Palermo è diventata invisibile

Palermo è diventata invisibile

Sindaco Leoluca Orlando, che cosa è cambiato dalla Palermo che ha amministrato dieci anni fa e quali sono i progetti per la sua rinascita urbana?
Dieci anni fa Palermo era una città urbanisticamente normata e aveva, infatti, un Prg e un Ppe per il centro storico, in questi dieci anni sono scaduti i vincoli. Il Piano Strategico, recentemente approvato, dovrebbe essere il punto di riferimento della città che vorremmo e il primo compito della nostra amministrazione è prenderne atto, verificare se esso sia congruo con le nostre scelte politiche e, se lo è, comprendere come superare il problema della scadenza dei vincoli e capire se sia meglio operare una revisione del Prg o varianti mirate.

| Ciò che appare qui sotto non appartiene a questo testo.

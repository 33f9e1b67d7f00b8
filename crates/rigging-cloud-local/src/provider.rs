//! Local filesystem provider implementation

use crate::error::{LocalError, Result};
use async_trait::async_trait;
use rigging_cloud::{ResolvedAttributes, ResourceProvider, ResourceRef, ResourceSchema};
use rigging_core::{Value, ValueMap};
use serde_json::json;
use std::path::{Path, PathBuf};

pub const LOCAL_FILE: &str = "local_file";
pub const LOCAL_DIRECTORY: &str = "local_directory";

/// Provider for files and directories on this machine
///
/// Object IDs are the declared `path`, so a state file stays valid when the
/// provider root is the same on the next run.
#[derive(Debug, Clone)]
pub struct LocalProvider {
    root: PathBuf,
}

impl LocalProvider {
    pub fn new(root: impl Into<PathBuf>) -> Self {
        Self { root: root.into() }
    }

    pub fn root(&self) -> &Path {
        &self.root
    }

    fn resolve(&self, path: &str) -> PathBuf {
        let p = Path::new(path);
        if p.is_absolute() {
            p.to_path_buf()
        } else {
            self.root.join(p)
        }
    }

    async fn write_file(&self, attributes: &ValueMap) -> Result<ResolvedAttributes> {
        let declared = required_str(LOCAL_FILE, attributes, "path")?;
        let content = optional_str(attributes, "content")?.unwrap_or_default();
        let mode = parse_mode(attributes.get("mode"))?;
        let path = self.resolve(declared);

        if let Some(parent) = path.parent() {
            tokio::fs::create_dir_all(parent)
                .await
                .map_err(|e| LocalError::io(parent, e))?;
        }
        tokio::fs::write(&path, content)
            .await
            .map_err(|e| LocalError::io(&path, e))?;
        if let Some(mode) = mode {
            set_mode(&path, mode).await?;
        }

        tracing::info!(path = %path.display(), bytes = content.len(), "Wrote file");
        Ok(ResolvedAttributes::new(declared)
            .with_attributes(attributes.clone())
            .with_attribute("size", json!(content.len())))
    }

    async fn make_directory(&self, attributes: &ValueMap) -> Result<ResolvedAttributes> {
        let declared = required_str(LOCAL_DIRECTORY, attributes, "path")?;
        let mode = parse_mode(attributes.get("mode"))?;
        let path = self.resolve(declared);

        tokio::fs::create_dir_all(&path)
            .await
            .map_err(|e| LocalError::io(&path, e))?;
        if let Some(mode) = mode {
            set_mode(&path, mode).await?;
        }

        tracing::info!(path = %path.display(), "Created directory");
        Ok(ResolvedAttributes::new(declared).with_attributes(attributes.clone()))
    }

    async fn read_file(&self, id: &str) -> Result<Option<ResolvedAttributes>> {
        let path = self.resolve(id);
        let metadata = match tokio::fs::metadata(&path).await {
            Ok(m) if m.is_file() => m,
            Ok(_) => return Ok(None),
            Err(e) if e.kind() == std::io::ErrorKind::NotFound => return Ok(None),
            Err(e) => return Err(LocalError::io(&path, e)),
        };
        let content = tokio::fs::read_to_string(&path)
            .await
            .map_err(|e| LocalError::io(&path, e))?;

        let mut found = ResolvedAttributes::new(id)
            .with_attribute("path", json!(id))
            .with_attribute("size", json!(content.len()))
            .with_attribute("content", json!(content));
        if let Some(mode) = mode_of(&metadata) {
            found = found.with_attribute("mode", json!(mode));
        }
        Ok(Some(found))
    }

    async fn read_directory(&self, id: &str) -> Result<Option<ResolvedAttributes>> {
        let path = self.resolve(id);
        let metadata = match tokio::fs::metadata(&path).await {
            Ok(m) if m.is_dir() => m,
            Ok(_) => return Ok(None),
            Err(e) if e.kind() == std::io::ErrorKind::NotFound => return Ok(None),
            Err(e) => return Err(LocalError::io(&path, e)),
        };

        let mut found = ResolvedAttributes::new(id).with_attribute("path", json!(id));
        if let Some(mode) = mode_of(&metadata) {
            found = found.with_attribute("mode", json!(mode));
        }
        Ok(Some(found))
    }

    async fn remove(&self, resource_type: &str, id: &str) -> Result<()> {
        let path = self.resolve(id);
        let removed = match resource_type {
            LOCAL_FILE => tokio::fs::remove_file(&path).await,
            LOCAL_DIRECTORY => tokio::fs::remove_dir(&path).await,
            other => return Err(LocalError::UnsupportedType(other.to_string())),
        };
        match removed {
            Ok(()) => {
                tracing::info!(path = %path.display(), "Removed");
                Ok(())
            }
            Err(e) if e.kind() == std::io::ErrorKind::NotFound => {
                tracing::debug!(path = %path.display(), "Already gone");
                Ok(())
            }
            Err(e) => Err(LocalError::io(&path, e)),
        }
    }
}

#[async_trait]
impl ResourceProvider for LocalProvider {
    fn name(&self) -> &str {
        "local"
    }

    fn resource_types(&self) -> Vec<String> {
        vec![LOCAL_FILE.to_string(), LOCAL_DIRECTORY.to_string()]
    }

    fn schema(&self, _resource_type: &str) -> ResourceSchema {
        ResourceSchema::new().immutable(["path"])
    }

    async fn describe(
        &self,
        resource: &ResourceRef,
        id: &str,
    ) -> rigging_cloud::Result<Option<ResolvedAttributes>> {
        let found = match resource.resource_type.as_str() {
            LOCAL_FILE => self.read_file(id).await?,
            LOCAL_DIRECTORY => self.read_directory(id).await?,
            other => return Err(LocalError::UnsupportedType(other.to_string()).into()),
        };
        Ok(found)
    }

    async fn create(
        &self,
        resource_type: &str,
        attributes: &ValueMap,
    ) -> rigging_cloud::Result<ResolvedAttributes> {
        let created = match resource_type {
            LOCAL_FILE => self.write_file(attributes).await?,
            LOCAL_DIRECTORY => self.make_directory(attributes).await?,
            other => return Err(LocalError::UnsupportedType(other.to_string()).into()),
        };
        Ok(created)
    }

    async fn update(
        &self,
        resource_type: &str,
        id: &str,
        attributes: &ValueMap,
    ) -> rigging_cloud::Result<ResolvedAttributes> {
        // `path` is immutable, so the object keeps its id.
        let mut updated = match resource_type {
            LOCAL_FILE => self.write_file(attributes).await?,
            LOCAL_DIRECTORY => self.make_directory(attributes).await?,
            other => return Err(LocalError::UnsupportedType(other.to_string()).into()),
        };
        updated.id = id.to_string();
        Ok(updated)
    }

    async fn delete(&self, resource_type: &str, id: &str) -> rigging_cloud::Result<()> {
        Ok(self.remove(resource_type, id).await?)
    }
}

fn required_str<'a>(resource_type: &str, attributes: &'a ValueMap, key: &str) -> Result<&'a str> {
    match optional_str(attributes, key)? {
        Some(s) if !s.is_empty() => Ok(s),
        _ => Err(LocalError::MissingAttribute {
            resource_type: resource_type.to_string(),
            attribute: key.to_string(),
        }),
    }
}

fn optional_str<'a>(attributes: &'a ValueMap, key: &str) -> Result<Option<&'a str>> {
    match attributes.get(key) {
        None | Some(Value::Null) => Ok(None),
        Some(Value::String(s)) => Ok(Some(s.as_str())),
        Some(other) => Err(LocalError::InvalidAttribute {
            attribute: key.to_string(),
            message: format!("expected a string, got {other}"),
        }),
    }
}

/// Permission bits written as four octal digits, e.g. "0644"
fn parse_mode(value: Option<&Value>) -> Result<Option<u32>> {
    let invalid = |message: String| LocalError::InvalidAttribute {
        attribute: "mode".to_string(),
        message,
    };
    let s = match value {
        None | Some(Value::Null) => return Ok(None),
        Some(Value::String(s)) => s,
        Some(other) => return Err(invalid(format!("expected a string like \"0644\", got {other}"))),
    };
    if s.len() != 4 {
        return Err(invalid(format!("expected four octal digits, got \"{s}\"")));
    }
    u32::from_str_radix(s, 8)
        .map(Some)
        .map_err(|_| invalid(format!("\"{s}\" is not octal")))
}

#[cfg(unix)]
async fn set_mode(path: &Path, mode: u32) -> Result<()> {
    use std::os::unix::fs::PermissionsExt;
    tokio::fs::set_permissions(path, std::fs::Permissions::from_mode(mode))
        .await
        .map_err(|e| LocalError::io(path, e))
}

#[cfg(not(unix))]
async fn set_mode(path: &Path, _mode: u32) -> Result<()> {
    tracing::warn!(path = %path.display(), "File modes are not supported on this platform");
    Ok(())
}

#[cfg(unix)]
fn mode_of(metadata: &std::fs::Metadata) -> Option<String> {
    use std::os::unix::fs::PermissionsExt;
    Some(format!("{:04o}", metadata.permissions().mode() & 0o7777))
}

#[cfg(not(unix))]
fn mode_of(_metadata: &std::fs::Metadata) -> Option<String> {
    None
}

#[cfg(test)]
mod tests {
    use super::*;
    use tempfile::TempDir;

    fn attrs(pairs: &[(&str, &str)]) -> ValueMap {
        pairs
            .iter()
            .map(|(k, v)| (k.to_string(), json!(v)))
            .collect()
    }

    #[tokio::test]
    async fn test_file_lifecycle() {
        let tmp = TempDir::new().unwrap();
        let provider = LocalProvider::new(tmp.path());
        let r = ResourceRef::new(LOCAL_FILE, "motd");

        let created = tokio_test::assert_ok!(
            provider
                .create(LOCAL_FILE, &attrs(&[("path", "etc/motd"), ("content", "hello\n")]))
                .await
        );
        assert_eq!(created.id, "etc/motd");
        assert_eq!(created.attributes["size"], json!(6));
        assert_eq!(
            std::fs::read_to_string(tmp.path().join("etc/motd")).unwrap(),
            "hello\n"
        );

        let updated = provider
            .update(
                LOCAL_FILE,
                "etc/motd",
                &attrs(&[("path", "etc/motd"), ("content", "bye\n")]),
            )
            .await
            .unwrap();
        assert_eq!(updated.id, "etc/motd");
        let found = provider.describe(&r, "etc/motd").await.unwrap().unwrap();
        assert_eq!(found.attributes["content"], json!("bye\n"));

        provider.delete(LOCAL_FILE, "etc/motd").await.unwrap();
        assert!(provider.describe(&r, "etc/motd").await.unwrap().is_none());
        // Deleting twice is not an error
        provider.delete(LOCAL_FILE, "etc/motd").await.unwrap();
    }

    #[tokio::test]
    async fn test_directory_lifecycle() {
        let tmp = TempDir::new().unwrap();
        let provider = LocalProvider::new(tmp.path());
        let r = ResourceRef::new(LOCAL_DIRECTORY, "data");

        provider
            .create(LOCAL_DIRECTORY, &attrs(&[("path", "srv/data")]))
            .await
            .unwrap();
        assert!(tmp.path().join("srv/data").is_dir());
        assert!(provider.describe(&r, "srv/data").await.unwrap().is_some());

        // A file is not a directory
        std::fs::write(tmp.path().join("plain"), "x").unwrap();
        assert!(provider.describe(&r, "plain").await.unwrap().is_none());

        provider.delete(LOCAL_DIRECTORY, "srv/data").await.unwrap();
        assert!(!tmp.path().join("srv/data").exists());
    }

    #[tokio::test]
    async fn test_non_empty_directory_delete_fails() {
        let tmp = TempDir::new().unwrap();
        let provider = LocalProvider::new(tmp.path());
        std::fs::create_dir(tmp.path().join("full")).unwrap();
        std::fs::write(tmp.path().join("full/keep"), "x").unwrap();

        let err = provider.delete(LOCAL_DIRECTORY, "full").await.unwrap_err();
        assert!(matches!(err, rigging_cloud::CloudError::Provider(_)));
    }

    #[cfg(unix)]
    #[tokio::test]
    async fn test_file_mode() {
        use std::os::unix::fs::PermissionsExt;

        let tmp = TempDir::new().unwrap();
        let provider = LocalProvider::new(tmp.path());
        provider
            .create(
                LOCAL_FILE,
                &attrs(&[("path", "secret"), ("content", "s3cr3t"), ("mode", "0600")]),
            )
            .await
            .unwrap();

        let mode = std::fs::metadata(tmp.path().join("secret"))
            .unwrap()
            .permissions()
            .mode();
        assert_eq!(mode & 0o777, 0o600);

        let found = provider
            .describe(&ResourceRef::new(LOCAL_FILE, "secret"), "secret")
            .await
            .unwrap()
            .unwrap();
        assert_eq!(found.attributes["mode"], json!("0600"));
    }

    #[tokio::test]
    async fn test_invalid_attributes() {
        let tmp = TempDir::new().unwrap();
        let provider = LocalProvider::new(tmp.path());

        let err = provider
            .create(LOCAL_FILE, &attrs(&[("content", "x")]))
            .await
            .unwrap_err();
        assert!(err.to_string().contains("Missing attribute 'path'"));

        let err = provider
            .create(LOCAL_FILE, &attrs(&[("path", "f"), ("mode", "644")]))
            .await
            .unwrap_err();
        assert!(matches!(err, rigging_cloud::CloudError::Validation(_)));

        let err = provider
            .create(LOCAL_FILE, &attrs(&[("path", "f"), ("mode", "0999")]))
            .await
            .unwrap_err();
        assert!(err.to_string().contains("not octal"));

        let err = provider.create("local_link", &attrs(&[])).await.unwrap_err();
        assert!(err.to_string().contains("local_link"));
    }

    #[test]
    fn test_absolute_paths_ignore_root() {
        let provider = LocalProvider::new("/srv/root");
        assert_eq!(provider.resolve("/etc/hosts"), PathBuf::from("/etc/hosts"));
        assert_eq!(provider.resolve("app.conf"), PathBuf::from("/srv/root/app.conf"));
    }
}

Come pensa di attuare lo sviluppo e la riqualificazione urbanistica di Palermo?
Occorre prendere atto che c’è un problema di riqualificazione edilizia che oggi non riguarda solo il centro storico. Ci sono vaste aree della città, che mi rifiuto di chiamare periferia, che sono sottoposte a un processo di dequalificazione edilizia. Occorre poi superare le divisioni della città, c’è infatti una Palermo divisa tra ciò che sta al di qua e ciò che sta al di là del fiume Oreto, tra ciò che sta al di qua e ciò che sta al di là della circonvallazione e ancora divisioni tra la città che sta sul mare e quella che sta in pianura o in collina. La visione d’insieme deve portare all’unità attraverso alcune scelte simboliche che sono legate allo sviluppo della città. C’è l’intenzione di puntare su due beni simbolo. Da un lato, il Parco della Favorita, inteso come sistema più ampio che abbraccia Punta Marconi, Sferracavallo, Barcarello, Mondello, l’Addaura, Vergine Maria, Arenella, Acquasanta e Monte Pellegrino, e che deve diventare il nuovo Teatro Massimo di Palermo e il simbolo della rinascita urbana.
Dall’altra parte la costa sud, rendendola balneabile attraverso la riqualificazione del tessuto edilizio che si trova al di là del Fiume Oreto, nelle aree di Sant’Erasmo, Settecannoli, Sperone, Brancaccio, Bandita e Acqua dei Corsari. Infine, occorre riportare l’agricoltura in città, riscoprire la dimensione agricola del Parco della Favorita, di Ciaculli e promuovere gli orti urbani. In questa visione del territorio c’é una novità: l’assessore alla mobilità si occuperà anche di pianificazione urbanistica (cfr. box)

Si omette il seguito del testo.